By the way, I can describe Shepard like that because that is how the game design actually works. A power fantasy is total control of a character to enact that fantasy for you; I am the master of my fate because I, as the player, can do anything and be a badass doing it. The ultimate truth is we are not the masters of Shepards full fate. We can manipulate it sure, in fact in that respect I would argue that in-game narrative choices are more of a power fantasy trope than being a badass in combat, but the duration of the game is not grounded into what you are describing if you ask me because we don't control Shepard fully.
I have said this before about the whole "W/J RPG" debate, it is in essence bullshit to begin with, but it came up because of the nature of Shepard as a in-game mechanic; he is a hybrid character type. We can create our Shepard, but we don't fully own Shepard. It is kind of like Geralt as well in that regard where the personality is there, we just pull the strings to when its necessary.
And truth be told, the reason why I have not mentioned the mechanics of play in this case it is irrelevant when the mechanics encompass the narrative. Going back to what cool media is all about, you can accomplish so damn much by shooting things and being deadly accurate, but you are not winning the war overall around you. Pyrrhic victories abound in Mass Effect 3 as you lose characters, potential squadmates, suffer major attacks that cost tons of lives- that kind of stuff is empowering in the end?
Shepard may be the highly skilled guy here, but hes not superman, he can't save everyone, and won't. A real, larger than life character in a power fantasy can, and usually is, infallible.

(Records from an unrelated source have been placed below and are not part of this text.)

//! Semantic checks run after the YAML has been deserialized.
//!
//! Parsing only guarantees shape. These rules reject values that
//! deserialize fine but make no sense at runtime, such as zero connect
//! attempts or an unknown log level.

use super::*;
use anyhow::{anyhow, Result};

/// Upper bound on the countdown before a planned shutdown.
const MAX_SHUTDOWN_WAIT: Duration = Duration::from_secs(3600);

/// Validate the complete configuration
pub fn validate_config(config: &SupervisorConfig) -> Result<()> {
    validate_server(&config.server)?;
    validate_remote(&config.remote)?;
    validate_shutdown(&config.shutdown)?;

    if config.sampler_interval.is_zero() {
        return Err(anyhow!("Sampler interval must be greater than 0"));
    }

    match config.log_level.to_lowercase().as_str() {
        "trace" | "debug" | "info" | "warn" | "error" => Ok(()),
        _ => Err(anyhow!(
            "Invalid log level: {}, must be one of: trace, debug, info, warn, error",
            config.log_level
        )),
    }
}

/// Both the executable and the install directory are required.
fn validate_server(server: &ServerConfig) -> Result<()> {
    if server.executable.as_os_str().is_empty() {
        return Err(anyhow!("Server executable must not be empty"));
    }
    if server.install_dir.as_os_str().is_empty() {
        return Err(anyhow!("Server install directory must not be empty"));
    }
    Ok(())
}

/// `port: None` means "read it from the server settings", so only zero
/// is rejected.
fn validate_remote(remote: &RemoteConfig) -> Result<()> {
    if remote.connect_attempts == 0 {
        return Err(anyhow!("Remote connect attempts must be at least 1"));
    }
    if remote.port == Some(0) {
        return Err(anyhow!("Remote port must be between 1 and 65535"));
    }
    Ok(())
}

fn validate_shutdown(shutdown: &ShutdownConfig) -> Result<()> {
    if shutdown.wait > MAX_SHUTDOWN_WAIT {
        return Err(anyhow!(
            "Shutdown wait must not exceed {:?}, got: {:?}",
            MAX_SHUTDOWN_WAIT,
            shutdown.wait
        ));
    }
    Ok(())
}

#[cfg(test)]
mod tests {
    use super::*;

    #[test]
    fn test_default_config_is_valid() {
        assert!(validate_config(&SupervisorConfig::default()).is_ok());
    }

    #[test]
    fn test_empty_executable_rejected() {
        let mut config = SupervisorConfig::default();
        config.server.executable = PathBuf::new();
        assert!(validate_config(&config).is_err());
    }

    #[test]
    fn test_zero_sampler_interval_rejected() {
        let mut config = SupervisorConfig::default();
        config.sampler_interval = Duration::ZERO;
        let err = validate_config(&config).unwrap_err();
        assert!(err.to_string().contains("Sampler interval"));
    }

    #[test]
    fn test_zero_connect_attempts_rejected() {
        let mut config = SupervisorConfig::default();
        config.remote.connect_attempts = 0;
        assert!(validate_config(&config).is_err());
    }

    #[test]
    fn test_excessive_shutdown_wait_rejected() {
        let mut config = SupervisorConfig::default();
        config.shutdown.wait = Duration::from_secs(7200);
        assert!(validate_config(&config).is_err());
    }

    #[test]
    fn test_unknown_log_level_rejected() {
        let mut config = SupervisorConfig::default();
        config.log_level = "verbose".to_string();
        let err = validate_config(&config).unwrap_err();
        assert!(err.to_string().contains("Invalid log level"));
    }
}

With so much going on, I simply can't justify the game being a power fantasy in how you describe it. Either way, it does not really change the fact that your argument is still flawed. That is just a simple truth in the matter. Hell, mine is flawed too, but no discussion on the theory of design is fullproof anyway, and this is stuff I had to study for my Playing Roles series, and I had to do an article on design philosophy over abstract vs concrete gaming mechanics.
I guess the cop-out at this point is to agree to disagree? I don't feel like writing another essay unless I am getting paid for it at this point, I got actual grading to do that should take precedence here. I will say this has been a fun little discussion though.